Without incorporation, you are in a partnership. With a partnership, your income is divided by the % ownership and you are required to report this as self-employment income each year. Also with a partnership, each partner is effectively 100% liable for all liabilities/lawsuits/etc., irrespective of their % ownership.
If you want to maintain a partnership but still have limited liability, you would want to set up a limited partnership. In this arrangement, the taxes are still being paid as self-employment income each year, however, you are required to have at least one general partner and the rest can be limited partners. Here, the general partner takes on all the risks, whereas the limited partners risks are limited to only 100% of the investment they have previously made and no more.
-
Thanks for both your answers.
As you may tell, I am a newbie in this kind of arrangement.
Simple outline is; a store with a majority (60%) owner and further, up to 5, minority owners of which I am one. I can simply put my portion under my name and pay income tax on whatever profit and if it sinks deduct it as bad business investment/loan.
I'm trying to see what the other options are and what advantages they bring. The investment potion is small, 10K, and returns would probably not surpass 2K in a good year.
-
If all you do is set up a partnership then it will end up being a regular partnership and as I said, even though you may not have much of an upside interest, a good lawyer will ensure that you have 100% downside liability if things go wrong. Eg, lawsuits, unsecured debts of the business, unpaid employee wages and severences, etc., etc.

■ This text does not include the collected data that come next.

// Copyright (c) 2025 Geoffrey Huntley <ghuntley@ghuntley.com>. All rights reserved.
// SPDX-License-Identifier: Proprietary

//! Configuration error types.

use std::path::PathBuf;

#[derive(Debug, thiserror::Error)]
pub enum ConfigError {
	#[error("Invalid value for {key}: {message}")]
	InvalidValue { key: String, message: String },

	#[error("Failed to parse TOML config at {path}: {source}")]
	TomlParse {
		path: PathBuf,
		#[source]
		source: toml::de::Error,
	},

	#[error("Failed to read config file {path}: {source}")]
	FileRead {
		path: PathBuf,
		#[source]
		source: std::io::Error,
	},

	#[error("Validation error: {0}")]
	Validation(String),
}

If I were you I would make sure that you set up a limited partnership so that your risk is limited to your original investment. Good luck.
-
Thanks,
In a limited partnership, is it between me and the rest of the investors or me and the entity? Like I said, and thanks for your patience, I am new at this.
-
I may be misreading, and if so, I apologize, but it seems to me that you guys might be talking about different things?
Original poster, are you asking if the COMPANY should possibly incorporate or if you personally should have a holding company to receive the dividends?

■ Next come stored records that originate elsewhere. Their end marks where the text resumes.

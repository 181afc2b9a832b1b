//! Domain types for packages and progress stages.
//!
//! These types are pure data with no infrastructure dependencies.

mod package;
mod stage;

pub use package::{PackageAction, PackageDescriptor, PackageName, ValidationError};
pub use stage::{Stage, classify};
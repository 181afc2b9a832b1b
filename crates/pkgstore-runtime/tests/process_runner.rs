//! Real-process tests for the shell runner and a full session on top of it.

#![cfg(unix)]

use std::sync::Arc;
use std::time::{Duration, Instant};

use pkgstore_core::{
    CommandRunner, CommandSpec, OutputChunk, OutputStream, SessionController, Stage,
    StoreSettings, StreamEvent,
};
use pkgstore_runtime::ShellCommandRunner;
use tokio::sync::mpsc;
use tokio::time::timeout;
use tokio_test::assert_ok;

fn sh(script: &str) -> CommandSpec {
    CommandSpec::shell("sh", "-c", script)
}

async fn drain(mut output: mpsc::Receiver<OutputChunk>) -> (String, String) {
    let (mut stdout, mut stderr) = (String::new(), String::new());
    while let Some(chunk) = output.recv().await {
        match chunk.stream {
            OutputStream::Stdout => stdout.push_str(&chunk.text),
            OutputStream::Stderr => stderr.push_str(&chunk.text),
        }
    }
    (stdout, stderr)
}

fn sh_settings(package_manager: &str) -> StoreSettings {
    StoreSettings {
        shell: "sh".to_string(),
        shell_flag: "-c".to_string(),
        package_manager: package_manager.to_string(),
        auto_confirm: false,
        timer_interval_ms: 100,
        ..StoreSettings::default()
    }
}

#[tokio::test]
async fn captures_both_pipes_and_exit_code() {
    let runner = ShellCommandRunner::default();
    let mut running = assert_ok!(runner.spawn(&sh("echo out; echo err >&2; exit 3")));

    let (stdout, stderr) = drain(running.output).await;
    assert_eq!(stdout, "out\n");
    assert_eq!(stderr, "err\n");

    let outcome = assert_ok!(running.handle.wait().await);
    assert_eq!(outcome.code, 3);
    assert!(!outcome.success());
}

#[tokio::test]
async fn missing_shell_fails_to_spawn() {
    let runner = ShellCommandRunner::default();
    let err = runner
        .spawn(&CommandSpec::new("/nonexistent/pkgstore-shell"))
        .unwrap_err();
    assert!(err.to_string().contains("/nonexistent/pkgstore-shell"));
}

#[tokio::test]
async fn terminate_stops_the_whole_process_group() {
    let runner = ShellCommandRunner::new(Duration::from_secs(2));
    // The background sleep inherits stdout, so the pipe only closes once
    // the grandchild is gone too.
    let mut running = assert_ok!(runner.spawn(&sh("sleep 30 & echo started; wait")));

    let first = timeout(Duration::from_secs(5), running.output.recv())
        .await
        .unwrap()
        .unwrap();
    assert_eq!(first, OutputChunk::stdout("started\n"));

    let started = Instant::now();
    let outcome = assert_ok!(running.handle.terminate().await);
    assert!(!outcome.success());
    assert!(started.elapsed() < Duration::from_secs(5));

    let closed = timeout(Duration::from_secs(5), running.output.recv()).await;
    assert_eq!(closed.unwrap(), None);
}

#[tokio::test]
async fn session_over_real_process_reaches_done() {
    let runner = Arc::new(ShellCommandRunner::default());
    let controller = SessionController::new(runner, Arc::new(sh_settings("echo Unpacking")));

    let mut stream = assert_ok!(controller.open_raw("install", "htop"));
    let mut events = Vec::new();
    while let Some(event) = timeout(Duration::from_secs(10), stream.recv()).await.unwrap() {
        events.push(event);
    }

    assert_eq!(events[0].name(), "meta");
    assert!(events.contains(&StreamEvent::log("Unpacking install htop\n")));
    assert!(events.contains(&StreamEvent::stage(Stage::Installing)));
    assert!(matches!(
        events.last(),
        Some(StreamEvent::Done {
            ok: true,
            exit_code: 0,
            ..
        })
    ));
}

#[tokio::test]
async fn failing_package_manager_reports_exit_code() {
    let runner = Arc::new(ShellCommandRunner::default());
    let controller = SessionController::new(runner, Arc::new(sh_settings("exit 100;")));

    let mut stream = assert_ok!(controller.open_raw("remove", "vim"));
    let mut last = None;
    while let Some(event) = timeout(Duration::from_secs(10), stream.recv()).await.unwrap() {
        last = Some(event);
    }

    assert!(matches!(
        last,
        Some(StreamEvent::Done {
            ok: false,
            exit_code: 100,
            ..
        })
    ));
}

#[tokio::test]
async fn dropping_handle_releases_pipes_held_by_leftovers() {
    let runner = ShellCommandRunner::default();
    // The shell exits at once; the background sleep keeps stdout open.
    let mut running = assert_ok!(runner.spawn(&sh("sleep 10 & echo started")));

    let outcome = assert_ok!(
        timeout(Duration::from_secs(5), running.handle.wait())
            .await
            .unwrap()
    );
    assert_eq!(outcome.code, 0);

    let first = timeout(Duration::from_secs(5), running.output.recv())
        .await
        .unwrap();
    assert_eq!(first, Some(OutputChunk::stdout("started\n")));
    assert!(
        timeout(Duration::from_millis(200), running.output.recv())
            .await
            .is_err()
    );

    drop(running.handle);
    let closed = timeout(Duration::from_secs(5), running.output.recv()).await;
    assert_eq!(closed.unwrap(), None);
}

#[tokio::test]
async fn session_finishes_while_a_daemon_holds_stdout() {
    let runner = Arc::new(ShellCommandRunner::default());
    let controller =
        SessionController::new(runner, Arc::new(sh_settings("sleep 10 & echo Setting up")));

    let mut stream = assert_ok!(controller.open_raw("install", "termux-services"));
    let mut last = None;
    while let Some(event) = timeout(Duration::from_secs(10), stream.recv()).await.unwrap() {
        last = Some(event);
    }

    assert!(matches!(last, Some(StreamEvent::Done { ok: true, .. })));
    timeout(Duration::from_secs(5), async {
        while controller.active_sessions() > 0 {
            tokio::time::sleep(Duration::from_millis(20)).await;
        }
    })
    .await
    .unwrap();
}

#[tokio::test]
async fn controller_shutdown_stops_real_process() {
    let runner = Arc::new(ShellCommandRunner::new(Duration::from_secs(2)));
    let controller = SessionController::new(runner, Arc::new(sh_settings("sleep 30;")));

    let mut stream = assert_ok!(controller.open_raw("install", "htop"));
    let first = timeout(Duration::from_secs(5), stream.recv()).await.unwrap();
    assert_eq!(first.map(|e| e.name()), Some("meta"));

    let started = Instant::now();
    timeout(Duration::from_secs(10), controller.shutdown())
        .await
        .unwrap();
    assert!(started.elapsed() < Duration::from_secs(5));
    assert_eq!(controller.active_sessions(), 0);

    while let Some(event) = timeout(Duration::from_secs(5), stream.recv()).await.unwrap() {
        assert!(!event.is_terminal());
    }
}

Personally, I'm with the others who think a layer of incorporation between you and the company is cheap insurance against unlimited liability, which could ruin you, but you don't need to double it if the actual company is incorporated, you own your share as actual share ownership, and you really are receiving dividends.
However, if the actual company runs as a partnership or some other unprotected version, then it might be worth it to you to have a holding company... the only downside with that is that you personally are bearing all the costs of incorporation instead of splitting it between all your other "partners".
-
The business is likely set up as a corporation - wouldn't the cheapest option be to issue preferred shares to the silent investors with a residual dividend policy in place with proper legal groundwork?
-
Also worth taking into consideration: seems to me the incorporation fees + yearly upkeep (corpo renewal/income tax report/etc) for the OP corporation represents a significant portion of the best-case scenario of 2k profits / year from his investment. It may just not be worth it.
I agree that the OP must protect itself from (very real) risks in case anything goes wrong. Again, good legal advice + costs to implement said advice may just outweigh the potential gains of 2k/year...
-
I'll check how the company is setup.
To answer stephenheath, it is my portion that I am concerned with mostly, not how the other partners have set themselves up.
One more thing, we are thinking in the near future to buy a rental property, a condo or two, keeping that in mind with the above situation, does it make a difference?
I'm more of a stock market guy, this is my first foray into an enterprise like this.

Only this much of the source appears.